The infamous Turkish locale bug

I discovered a quirky comment today in Confluence’s Permission.forName(String) method:

// use the english locale to avoid the infamous turkish locale bug
String upperName = permissionName.toUpperCase(Locale.ENGLISH);

Naturally the question popped into my mind: what is the ‘infamous Turkish locale bug’? Looking into the JIRA issues related to the commit (CONF-5931, CONF-7168), I found a link Agnes put to this article about a common Java bug in the Turkish locale: Turkish Java Needs Special Brewing.

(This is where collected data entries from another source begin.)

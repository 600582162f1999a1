// Copyright 2022 The Firefly Authors.
//
// Use of this source code is governed by a BSD 3-clause
// license that can be found in the LICENSE file.

//! Implements preemptive multitasking, using independent threads of execution.
//!
//! This crate allows the kernel to start an arbitrary number of threads,
//! preemptively scheduling between them under one of two interchangeable
//! policies. Threads can block on wait queues, be woken, exit, and be
//! joined by their creators.
//!
//! ## Initialisation
//!
//! [`init`] turns the kernel's boot flow of control into the initial
//! thread, then starts the two housekeeping threads: the idle thread,
//! which guarantees that a runnable thread always exists, and the
//! reaper, which reclaims the stacks and metadata of exited threads.
//!
//! ## Manipulating threads
//!
//! Kernel threads start with [`start_kernel_thread`]; user processes
//! start with [`start_user_thread`], which takes the process's user
//! context. A running thread may give up the CPU with
//! [`yield_now`](scheduler::yield_now), block with
//! [`wait`](scheduler::wait), terminate with [`exit`], or be preempted
//! when it exhausts its quantum. A joinable thread's creator collects
//! its exit code with [`join`].
//!
//! Calling [`debug`] will print the scheduling state of every thread.

#![no_std]

extern crate alloc;

mod queues;
mod reaper;
mod scheduler;
mod switch;
mod thread;
mod tlocal;

pub use queues::{ThreadQueue, WaitQueue};
pub use scheduler::{
    make_runnable, make_runnable_atomic, policy, preempt, preemption_disabled, quantum, ready,
    request_reschedule, schedule, set_preemption_disabled, set_scheduling_policy, timer_tick,
    wait, wake_up, wake_up_one, yield_now, DEFAULT_QUANTUM, RUN_QUEUE_LEVELS,
};
pub use thread::{
    current_thread, debug, exit, join, lookup, start_kernel_thread, start_user_thread, Thread,
    ThreadId, PRIORITY_HIGH, PRIORITY_IDLE, PRIORITY_LOW, PRIORITY_NORMAL, PRIORITY_USER,
};
pub use tlocal::{
    tlocal_create, tlocal_get, tlocal_put, TlocalDestructor, TlocalKey, MAX_TLOCAL_KEYS,
};

use ember_abi::Error;
use interrupts::with_atomic;

/// Initialise the thread scheduler, making the boot flow
/// of control the initial thread and starting the idle and
/// reaper threads.
///
/// After `init` returns, timer interrupts may preempt the
/// running thread whenever its quantum expires.
///
pub fn init() -> Result<(), Error> {
    // Create the initial thread context and make it
    // current.
    let initial = thread::Thread::create_initial_thread();
    with_atomic(|| {
        thread::THREADS.lock().insert(initial.id(), initial.clone());
        *thread::CURRENT_THREAD.lock() = Some(initial);
    });

    scheduler::mark_ready();

    // Create the idle thread.
    let idle = start_kernel_thread(scheduler::idle_loop, 0, PRIORITY_IDLE, true)?;
    scheduler::set_idle_thread(idle.id());

    // Create the reaper thread.
    start_kernel_thread(reaper::reaper_loop, 0, PRIORITY_NORMAL, true)?;

    Ok(())
}
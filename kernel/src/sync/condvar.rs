// Copyright 2022 The Firefly Authors.
//
// Use of this source code is governed by a BSD 3-clause
// license that can be found in the LICENSE file.

//! Implements condition variables over the kernel mutex.

use crate::mutex::{Mutex, MutexGuard};
use interrupts::{begin_atomic, end_atomic, with_atomic};
use multitasking::{set_preemption_disabled, wait, wake_up, wake_up_one, WaitQueue};

/// A condition variable.
///
/// A condition carries no state of its own beyond its wait
/// queue; it is always used together with a caller-supplied
/// [`Mutex`] protecting the condition's data.
///
pub struct Condition {
    wait_queue: WaitQueue,
}

impl Condition {
    /// Returns a new condition variable with no waiters.
    ///
    pub fn new() -> Self {
        Condition {
            wait_queue: WaitQueue::new(),
        }
    }

    /// Atomically releases the mutex held through `guard`
    /// and waits on the condition, re-acquiring the mutex
    /// once woken.
    ///
    /// Releasing the lock and joining the wait queue happen
    /// with preemption disabled, so no other thread can
    /// take the mutex and signal before this thread is
    /// waiting; the notification cannot be missed.
    ///
    pub fn wait<'a, T>(&self, guard: MutexGuard<'a, T>) -> MutexGuard<'a, T> {
        debug_assert!(!interrupts::in_atomic_section());

        let mutex: &'a Mutex<T> = guard.into_mutex();

        // Turn off scheduling, then release the mutex. No
        // other thread can run until we are on the wait
        // queue.
        set_preemption_disabled(true);
        mutex.unlock_internal();

        // Atomically re-enable preemption and wait in the
        // condition's wait queue. On wakeup, restore the
        // preemption gate.
        let token = begin_atomic();
        set_preemption_disabled(false);
        wait(&self.wait_queue);
        set_preemption_disabled(true);
        end_atomic(token);

        // Reacquire the mutex, then turn scheduling back
        // on.
        mutex.lock_internal();
        set_preemption_disabled(false);

        mutex.guard()
    }

    /// Wakes one thread waiting on the condition.
    ///
    /// The mutex paired with the condition should be held.
    ///
    pub fn signal(&self) {
        debug_assert!(!interrupts::in_atomic_section());
        with_atomic(|| wake_up_one(&self.wait_queue));
    }

    /// Wakes every thread waiting on the condition.
    ///
    /// The mutex paired with the condition should be held.
    ///
    pub fn broadcast(&self) {
        debug_assert!(!interrupts::in_atomic_section());
        with_atomic(|| wake_up(&self.wait_queue));
    }
}

impl Default for Condition {
    fn default() -> Self {
        Condition::new()
    }
}
// Copyright 2022 The Firefly Authors.
//
// Use of this source code is governed by a BSD 3-clause
// license that can be found in the LICENSE file.

//! The Ember kernel's entry point.
//!
//! Brings the kernel up, mounts the boot filesystem from a RAM disk,
//! starts a pair of kernel threads that exercise the named semaphores,
//! and hands the rest of the boot to the shell, if one is present on
//! the boot volume.

#![no_std]
#![no_main]

extern crate alloc;

use alloc::boxed::Box;
use bootloader::{entry_point, BootInfo};
use core::panic::PanicInfo;
use filesystem::fat::FatFileSystem;
use multitasking::{start_kernel_thread, PRIORITY_NORMAL};
use serial::println;
use storage::block::RamDisk;

entry_point!(kernel_main);

/// The number of rounds the ping/pong demonstration
/// threads play.
///
const PING_PONG_ROUNDS: usize = 5;

/// One side of the ping/pong pair: waits on one semaphore
/// and releases the other, strictly alternating with its
/// peer.
///
fn ping_thread(_arg: u64) {
    let ping = sync::create_semaphore("ping", 1).expect("failed to create ping semaphore");
    let pong = sync::create_semaphore("pong", 0).expect("failed to create pong semaphore");

    for round in 0..PING_PONG_ROUNDS {
        sync::p(pong).expect("p(pong) failed");
        println!("ping {}", round);
        sync::v(ping).expect("v(ping) failed");
    }

    sync::destroy_semaphore(ping).expect("failed to destroy ping semaphore");
    sync::destroy_semaphore(pong).expect("failed to destroy pong semaphore");
}

fn pong_thread(_arg: u64) {
    let ping = sync::create_semaphore("ping", 1).expect("failed to create ping semaphore");
    let pong = sync::create_semaphore("pong", 0).expect("failed to create pong semaphore");

    for round in 0..PING_PONG_ROUNDS {
        sync::p(ping).expect("p(ping) failed");
        println!("pong {}", round);
        sync::v(pong).expect("v(pong) failed");
    }

    sync::destroy_semaphore(ping).expect("failed to destroy ping semaphore");
    sync::destroy_semaphore(pong).expect("failed to destroy pong semaphore");
}

/// Builds and mounts the boot volume at `/c`.
///
/// The volume is a FAT-style image served from a RAM disk.
/// Nothing writes to it, so it is mounted read-only.
///
fn mount_boot_volume() {
    let files: [(&str, &[u8]); 1] = [("greeting.txt", b"Ember boot volume\n")];
    let image = filesystem::fat::build_image(&files).expect("failed to build boot image");

    let disk = RamDisk::new(&image, false).expect("failed to build boot RAM disk");
    let boot_volume = FatFileSystem::mount(Box::new(disk)).expect("failed to mount boot volume");
    filesystem::mount("/c", Box::new(boot_volume)).expect("failed to mount /c");
}

fn kernel_main(_boot_info: &'static BootInfo) -> ! {
    println!("Ember kernel starting");
    kernel::init();

    mount_boot_volume();
    if let Ok(greeting) = filesystem::read_fully("/c/greeting.txt") {
        vga::put_buf(&greeting);
    }

    // Let the semaphore demonstration threads play in the
    // background while the boot continues.
    start_kernel_thread(ping_thread, 0, PRIORITY_NORMAL, true)
        .expect("failed to start ping thread");
    start_kernel_thread(pong_thread, 0, PRIORITY_NORMAL, true)
        .expect("failed to start pong thread");

    // Hand over to the shell, if the boot volume carries
    // one.
    match kernel::spawn::spawn("shell.exe", "shell.exe") {
        Ok(shell) => {
            let exit_code = multitasking::join(&shell).expect("failed to join the shell");
            println!("shell exited with code {}", exit_code);
        }
        Err(error) => println!("no shell on the boot volume: {:?}", error),
    }

    // The boot thread's work is done; the kernel idles
    // between interrupts from here on.
    multitasking::exit(0);
}

#[panic_handler]
fn panic(info: &PanicInfo) -> ! {
    println!("{}", info);
    kernel::halt_loop();
}
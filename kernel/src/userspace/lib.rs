// Copyright 2022 The Firefly Authors.
//
// Use of this source code is governed by a BSD 3-clause
// license that can be found in the LICENSE file.

//! Implements per-process user contexts and the kernel/user boundary.
//!
//! A user context is a contiguous, page-aligned memory region holding a
//! process's image: its executable segments at their virtual addresses
//! (which coincide with offsets in the region), a fixed-size user stack,
//! and the command-line argument block. Two descriptors cover the region
//! as user-privilege code and data; the scheduler loads them when a
//! thread carrying the context becomes current.
//!
//! User-mode addresses are offsets into the region. Every transfer
//! across the privilege boundary goes through the context's checked copy
//! operations, which validate the whole user range before moving any
//! bytes.

#![no_std]

extern crate alloc;

mod argblock;
mod context;
mod elf;
mod load;

pub use argblock::{argument_block_size, format_argument_block};
pub use context::UserContext;
pub use elf::{parse_elf_executable, ExeFormat, ExeSegment, SegmentProt, EXE_MAX_SEGMENTS};
pub use load::{load_user_program, USER_STACK_SIZE};
use std::net::TcpStream;
use std::path::PathBuf;
use std::time::Duration;

use clap::Parser;

use rigol_scpi::devices::mso5000::MSO5000;
use rigol_scpi::{SampleFormat, SessionConfig, StreamSession};

/// Raw SCPI socket port on Rigol LAN interfaces
const SCPI_PORT: u16 = 5555;

#[derive(Parser)]
struct Args {
    /// Instrument address
    host: String,

    #[arg(short, long, default_value_t = 1)]
    channel: u8,

    /// BYTE for 8-bit scopes, WORD for higher resolution
    #[arg(short, long, default_value = "BYTE")]
    format: String,

    /// JSON file with a SessionConfig
    #[arg(long)]
    config: Option<PathBuf>,

    #[arg(short, long, default_value = "./capture.json")]
    output: PathBuf,
}

fn main() -> Result<(), Box<dyn std::error::Error>> {
    env_logger::init();
    let args = Args::parse();

    let config: SessionConfig = match &args.config {
        Some(path) => serde_json::from_slice(&std::fs::read(path)?)?,
        None       => SessionConfig::default(),
    };
    let format: SampleFormat = args.format.parse()?;

    let stream = TcpStream::connect((args.host.as_str(), SCPI_PORT))?;
    stream.set_read_timeout(Some(Duration::from_secs(5)))?;

    let mut dev = MSO5000::new(StreamSession::with_config(stream, &config)?)?;

    let state = dev.acquisition_state()?;
    println!("{}", state);

    let wf = dev.waveform_normalized(args.channel, format)?;
    if let Some(m) = wf.mismatch() {
        eprintln!("Asked for {} points, got {}", m.requested, m.received);
    }

    let wf_json = serde_json::to_string_pretty(&wf)?;
    std::fs::write(&args.output, wf_json.as_bytes())?;

    Ok(())
}
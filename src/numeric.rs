
use std::convert::TryFrom;

use crate::error::{Result, ScopeError};

fn malformed(token: &str) -> ScopeError { ScopeError::MalformedNumericToken(token.to_owned()) }

/// Decode a SCPI numeric reply such as `"3E-3"` or `"100"`.
///
/// The token is split on the literal `E`. A single part is parsed as a real number. Two parts are read as a
/// real mantissa and a signed base-10 integer exponent. Anything else is a `MalformedNumericToken`.
pub fn decode(token: &str) -> Result<f64> {
    let token = token.trim();
    if token.is_empty() {
        return Err(malformed(token));
    }

    let parts: Vec<&str> = token.split('E').collect();
    match parts.as_slice() {
        [value] => value.parse::<f64>().map_err(|_| malformed(token)),
        [mantissa, exponent] => {
            let mantissa: f64 = mantissa.parse().map_err(|_| malformed(token))?;
            let exponent: i32 = exponent.parse().map_err(|_| malformed(token))?;

            // Dividing keeps "3E-3" at exactly 0.003. Past i32::MAX the divisor is infinite anyway
            if exponent < 0 {
                let divisor = i32::try_from(exponent.unsigned_abs()).map(|e| 10f64.powi(e)).unwrap_or(f64::INFINITY);
                Ok(mantissa / divisor)
            } else {
                Ok(mantissa * 10f64.powi(exponent))
            }
        },
        _ => Err(malformed(token)),
    }
}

In the Turkish alphabet there are two letters for ‘i’, dotless and dotted. The problem is that the dotless ‘i’ in lowercase becomes the dotless in uppercase. At first glance this wouldn’t appear to be a problem; however, the problem lies in what programmers do with upper- and lowercases in their code.

The two lowercase letters are \u0069 ‘i’ and \u0131 ‘ı’ (dotless ‘I’) and are totally unrelated. Their uppercase versions are \u0130 ‘İ’ (capital letter ‘I’ with dot above it) and \u0049 ‘I’. The issue is that this behavior does not occur in English where the single lowercase dotted ‘i’ becomes an uppercase dotless ‘I’.

With the statement String.toUppercase(), most Java programmers try to effectively neutralize case. Consider a HashMap with string keys and you have a key that you want to look up. If you want to ignore case, you’ll probably uppercase everything going into the map, its entries, and the string you’re doing the lookup with. This works fine for English, but not for Turkish, where dotless becomes dotless.

This is a nice example of where you need to be very careful how you handle upper- and lower-casing in your application. Changing the word ‘quit’ to uppercase in the Turkish locale will result in ‘QUİT’, not ‘QUIT’. I’ve heard of other examples where the German ß (sharp ‘s’) doesn’t behave exactly as English speakers would expect either.

There are two ways to properly perform a case-insensitive comparison of Strings in Java in any locale:

  • (preferred) use String.equalsIgnoreCase()
  • use a fixed locale (like Locale.ENGLISH) as an argument to String.toUpperCase(Locale) or String.toLowerCase(Locale).

You can also use Character.toLowerCase() or Character.toUpperCase() to derive a locale-independent case-insensitive String value. This was the solution used in a recent (and still unreleased) fix for the same problem in the Commons Collections CaseInsensitiveMap.